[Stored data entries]
* * * * *

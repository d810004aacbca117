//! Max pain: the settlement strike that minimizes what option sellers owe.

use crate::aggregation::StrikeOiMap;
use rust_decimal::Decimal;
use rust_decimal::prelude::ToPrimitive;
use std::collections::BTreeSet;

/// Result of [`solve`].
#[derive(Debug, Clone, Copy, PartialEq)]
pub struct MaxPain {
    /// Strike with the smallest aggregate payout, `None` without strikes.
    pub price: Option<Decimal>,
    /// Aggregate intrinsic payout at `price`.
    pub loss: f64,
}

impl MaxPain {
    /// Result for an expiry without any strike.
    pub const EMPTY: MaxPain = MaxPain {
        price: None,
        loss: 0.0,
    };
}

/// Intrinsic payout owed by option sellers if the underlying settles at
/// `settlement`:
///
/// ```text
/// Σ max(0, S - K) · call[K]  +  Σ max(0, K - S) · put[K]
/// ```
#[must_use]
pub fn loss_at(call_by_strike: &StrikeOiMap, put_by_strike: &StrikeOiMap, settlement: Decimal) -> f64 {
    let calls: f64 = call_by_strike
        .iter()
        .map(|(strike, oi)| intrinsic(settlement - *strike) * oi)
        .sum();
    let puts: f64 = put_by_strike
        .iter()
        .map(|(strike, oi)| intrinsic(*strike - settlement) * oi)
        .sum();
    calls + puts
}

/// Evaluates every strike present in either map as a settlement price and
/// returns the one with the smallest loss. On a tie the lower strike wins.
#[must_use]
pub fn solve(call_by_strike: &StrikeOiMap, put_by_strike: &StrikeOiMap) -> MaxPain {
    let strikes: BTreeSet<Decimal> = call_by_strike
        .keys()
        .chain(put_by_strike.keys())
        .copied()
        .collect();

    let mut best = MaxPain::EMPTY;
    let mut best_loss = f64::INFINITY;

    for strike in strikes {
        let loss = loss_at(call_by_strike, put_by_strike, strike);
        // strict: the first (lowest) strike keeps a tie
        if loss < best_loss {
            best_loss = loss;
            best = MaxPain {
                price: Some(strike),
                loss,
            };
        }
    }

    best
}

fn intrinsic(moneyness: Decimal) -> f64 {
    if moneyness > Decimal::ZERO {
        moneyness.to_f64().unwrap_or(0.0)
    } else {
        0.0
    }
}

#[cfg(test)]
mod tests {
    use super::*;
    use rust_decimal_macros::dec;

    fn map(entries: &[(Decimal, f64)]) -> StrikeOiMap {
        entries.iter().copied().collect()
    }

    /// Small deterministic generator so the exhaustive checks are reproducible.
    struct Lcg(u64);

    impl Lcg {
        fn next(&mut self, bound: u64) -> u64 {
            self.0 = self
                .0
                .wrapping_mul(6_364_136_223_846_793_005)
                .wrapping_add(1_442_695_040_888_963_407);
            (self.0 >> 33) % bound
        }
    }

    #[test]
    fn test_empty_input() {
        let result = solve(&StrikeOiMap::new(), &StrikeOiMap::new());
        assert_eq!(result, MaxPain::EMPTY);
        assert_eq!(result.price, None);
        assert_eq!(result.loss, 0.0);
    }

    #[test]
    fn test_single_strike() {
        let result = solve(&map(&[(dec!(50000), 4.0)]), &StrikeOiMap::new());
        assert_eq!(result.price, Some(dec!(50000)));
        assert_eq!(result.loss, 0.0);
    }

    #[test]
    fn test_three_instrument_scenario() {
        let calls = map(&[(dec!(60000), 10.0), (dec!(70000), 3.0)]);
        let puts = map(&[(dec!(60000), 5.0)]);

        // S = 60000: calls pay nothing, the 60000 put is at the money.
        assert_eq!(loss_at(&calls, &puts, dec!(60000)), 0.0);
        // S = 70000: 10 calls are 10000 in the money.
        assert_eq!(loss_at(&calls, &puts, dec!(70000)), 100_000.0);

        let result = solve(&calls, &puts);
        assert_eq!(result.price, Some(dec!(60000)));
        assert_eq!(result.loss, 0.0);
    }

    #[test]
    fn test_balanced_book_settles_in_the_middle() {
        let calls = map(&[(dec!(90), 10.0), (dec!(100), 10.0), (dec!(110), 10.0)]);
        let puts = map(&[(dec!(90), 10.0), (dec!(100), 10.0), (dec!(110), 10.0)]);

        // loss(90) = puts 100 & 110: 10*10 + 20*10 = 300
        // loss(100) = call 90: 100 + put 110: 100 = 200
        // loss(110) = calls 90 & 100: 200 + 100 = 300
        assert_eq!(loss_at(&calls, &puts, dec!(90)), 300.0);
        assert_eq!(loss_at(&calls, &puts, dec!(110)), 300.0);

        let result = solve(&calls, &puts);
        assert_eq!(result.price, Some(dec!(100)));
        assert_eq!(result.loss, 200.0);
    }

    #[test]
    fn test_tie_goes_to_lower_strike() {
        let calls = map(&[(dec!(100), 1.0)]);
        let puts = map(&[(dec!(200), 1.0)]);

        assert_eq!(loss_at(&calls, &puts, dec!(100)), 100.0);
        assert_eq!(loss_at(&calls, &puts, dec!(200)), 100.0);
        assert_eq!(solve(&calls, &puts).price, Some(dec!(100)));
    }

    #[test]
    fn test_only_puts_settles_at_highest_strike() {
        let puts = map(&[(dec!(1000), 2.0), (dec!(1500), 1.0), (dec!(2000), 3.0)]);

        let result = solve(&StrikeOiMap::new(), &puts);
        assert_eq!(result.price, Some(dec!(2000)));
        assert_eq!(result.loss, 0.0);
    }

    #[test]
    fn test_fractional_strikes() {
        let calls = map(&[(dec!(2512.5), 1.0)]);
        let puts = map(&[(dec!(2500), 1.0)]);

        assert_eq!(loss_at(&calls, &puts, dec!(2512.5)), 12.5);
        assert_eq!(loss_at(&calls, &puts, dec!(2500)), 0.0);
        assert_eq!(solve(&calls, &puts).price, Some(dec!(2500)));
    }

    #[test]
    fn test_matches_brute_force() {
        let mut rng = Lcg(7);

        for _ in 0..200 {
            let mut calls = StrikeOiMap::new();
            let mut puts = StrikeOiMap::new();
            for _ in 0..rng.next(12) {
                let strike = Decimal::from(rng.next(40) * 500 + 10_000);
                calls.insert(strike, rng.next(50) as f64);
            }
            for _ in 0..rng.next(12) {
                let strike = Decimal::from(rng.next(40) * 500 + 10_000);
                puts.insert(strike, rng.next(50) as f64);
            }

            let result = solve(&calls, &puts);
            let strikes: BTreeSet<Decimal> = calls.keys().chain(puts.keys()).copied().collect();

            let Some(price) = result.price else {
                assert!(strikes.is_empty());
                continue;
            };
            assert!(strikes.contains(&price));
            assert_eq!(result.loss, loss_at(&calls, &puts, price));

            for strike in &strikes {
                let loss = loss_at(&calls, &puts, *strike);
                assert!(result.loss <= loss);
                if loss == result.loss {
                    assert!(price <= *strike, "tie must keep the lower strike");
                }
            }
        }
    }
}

* * * * *

Task instructions → Show the data once more, exactly as it was written.

Expected output →
repository d810004aacbca117
//! Max pain: the settlement strike that minimizes what option sellers owe.

use crate::aggregation::StrikeOiMap;
use rust_decimal::Decimal;
use rust_decimal::prelude::ToPrimitive;
use std::collections::BTreeSet;

/// Result of [`solve`].
#[derive(Debug, Clone, Copy, PartialEq)]
pub struct MaxPain {
    /// Strike with the smallest aggregate payout, `None` without strikes.
    pub price: Option<Decimal>,
    /// Aggregate intrinsic payout at `price`.
    pub loss: f64,
}

impl MaxPain {
    /// Result for an expiry without any strike.
    pub const EMPTY: MaxPain = MaxPain {
        price: None,
        loss: 0.0,
    };
}

/// Intrinsic payout owed by option sellers if the underlying settles at
/// `settlement`:
///
/// ```text
/// Σ max(0, S - K) · call[K]  +  Σ max(0, K - S) · put[K]
/// ```
#[must_use]
pub fn loss_at(call_by_strike: &StrikeOiMap, put_by_strike: &StrikeOiMap, settlement: Decimal) -> f64 {
    let calls: f64 = call_by_strike
        .iter()
        .map(|(strike, oi)| intrinsic(settlement - *strike) * oi)
        .sum();
    let puts: f64 = put_by_strike
        .iter()
        .map(|(strike, oi)| intrinsic(*strike - settlement) * oi)
        .sum();
    calls + puts
}

/// Evaluates every strike present in either map as a settlement price and
/// returns the one with the smallest loss. On a tie the lower strike wins.
#[must_use]
pub fn solve(call_by_strike: &StrikeOiMap, put_by_strike: &StrikeOiMap) -> MaxPain {
    let strikes: BTreeSet<Decimal> = call_by_strike
        .keys()
        .chain(put_by_strike.keys())
        .copied()
        .collect();

    let mut best = MaxPain::EMPTY;
    let mut best_loss = f64::INFINITY;

    for strike in strikes {
        let loss = loss_at(call_by_strike, put_by_strike, strike);
        // strict: the first (lowest) strike keeps a tie
        if loss < best_loss {
            best_loss = loss;
            best = MaxPain {
                price: Some(strike),
                loss,
            };
        }
    }

    best
}

fn intrinsic(moneyness: Decimal) -> f64 {
    if moneyness > Decimal::ZERO {
        moneyness.to_f64().unwrap_or(0.0)
    } else {
        0.0
    }
}

#[cfg(test)]
mod tests {
    use super::*;
    use rust_decimal_macros::dec;

    fn map(entries: &[(Decimal, f64)]) -> StrikeOiMap {
        entries.iter().copied().collect()
    }

    /// Small deterministic generator so the exhaustive checks are reproducible.
    struct Lcg(u64);

    impl Lcg {
        fn next(&mut self, bound: u64) -> u64 {
            self.0 = self
                .0
                .wrapping_mul(6_364_136_223_846_793_005)
                .wrapping_add(1_442_695_040_888_963_407);
            (self.0 >> 33) % bound
        }
    }

    #[test]
    fn test_empty_input() {
        let result = solve(&StrikeOiMap::new(), &StrikeOiMap::new());
        assert_eq!(result, MaxPain::EMPTY);
        assert_eq!(result.price, None);
        assert_eq!(result.loss, 0.0);
    }

    #[test]
    fn test_single_strike() {
        let result = solve(&map(&[(dec!(50000), 4.0)]), &StrikeOiMap::new());
        assert_eq!(result.price, Some(dec!(50000)));
        assert_eq!(result.loss, 0.0);
    }

    #[test]
    fn test_three_instrument_scenario() {
        let calls = map(&[(dec!(60000), 10.0), (dec!(70000), 3.0)]);
        let puts = map(&[(dec!(60000), 5.0)]);

        // S = 60000: calls pay nothing, the 60000 put is at the money.
        assert_eq!(loss_at(&calls, &puts, dec!(60000)), 0.0);
        // S = 70000: 10 calls are 10000 in the money.
        assert_eq!(loss_at(&calls, &puts, dec!(70000)), 100_000.0);

        let result = solve(&calls, &puts);
        assert_eq!(result.price, Some(dec!(60000)));
        assert_eq!(result.loss, 0.0);
    }

    #[test]
    fn test_balanced_book_settles_in_the_middle() {
        let calls = map(&[(dec!(90), 10.0), (dec!(100), 10.0), (dec!(110), 10.0)]);
        let puts = map(&[(dec!(90), 10.0), (dec!(100), 10.0), (dec!(110), 10.0)]);

        // loss(90) = puts 100 & 110: 10*10 + 20*10 = 300
        // loss(100) = call 90: 100 + put 110: 100 = 200
        // loss(110) = calls 90 & 100: 200 + 100 = 300
        assert_eq!(loss_at(&calls, &puts, dec!(90)), 300.0);
        assert_eq!(loss_at(&calls, &puts, dec!(110)), 300.0);

        let result = solve(&calls, &puts);
        assert_eq!(result.price, Some(dec!(100)));
        assert_eq!(result.loss, 200.0);
    }

    #[test]
    fn test_tie_goes_to_lower_strike() {
        let calls = map(&[(dec!(100), 1.0)]);
        let puts = map(&[(dec!(200), 1.0)]);

        assert_eq!(loss_at(&calls, &puts, dec!(100)), 100.0);
        assert_eq!(loss_at(&calls, &puts, dec!(200)), 100.0);
        assert_eq!(solve(&calls, &puts).price, Some(dec!(100)));
    }

    #[test]
    fn test_only_puts_settles_at_highest_strike() {
        let puts = map(&[(dec!(1000), 2.0), (dec!(1500), 1.0), (dec!(2000), 3.0)]);

        let result = solve(&StrikeOiMap::new(), &puts);
        assert_eq!(result.price, Some(dec!(2000)));
        assert_eq!(result.loss, 0.0);
    }

    #[test]
    fn test_fractional_strikes() {
        let calls = map(&[(dec!(2512.5), 1.0)]);
        let puts = map(&[(dec!(2500), 1.0)]);

        assert_eq!(loss_at(&calls, &puts, dec!(2512.5)), 12.5);
        assert_eq!(loss_at(&calls, &puts, dec!(2500)), 0.0);
        assert_eq!(solve(&calls, &puts).price, Some(dec!(2500)));
    }

    #[test]
    fn test_matches_brute_force() {
        let mut rng = Lcg(7);

        for _ in 0..200 {
            let mut calls = StrikeOiMap::new();
            let mut puts = StrikeOiMap::new();
            for _ in 0..rng.next(12) {
                let strike = Decimal::from(rng.next(40) * 500 + 10_000);
                calls.insert(strike, rng.next(50) as f64);
            }
            for _ in 0..rng.next(12) {
                let strike = Decimal::from(rng.next(40) * 500 + 10_000);
                puts.insert(strike, rng.next(50) as f64);
            }

            let result = solve(&calls, &puts);
            let strikes: BTreeSet<Decimal> = calls.keys().chain(puts.keys()).copied().collect();

            let Some(price) = result.price else {
                assert!(strikes.is_empty());
                continue;
            };
            assert!(strikes.contains(&price));
            assert_eq!(result.loss, loss_at(&calls, &puts, price));

            for strike in &strikes {
                let loss = loss_at(&calls, &puts, *strike);
                assert!(result.loss <= loss);
                if loss == result.loss {
                    assert!(price <= *strike, "tie must keep the lower strike");
                }
            }
        }
    }
}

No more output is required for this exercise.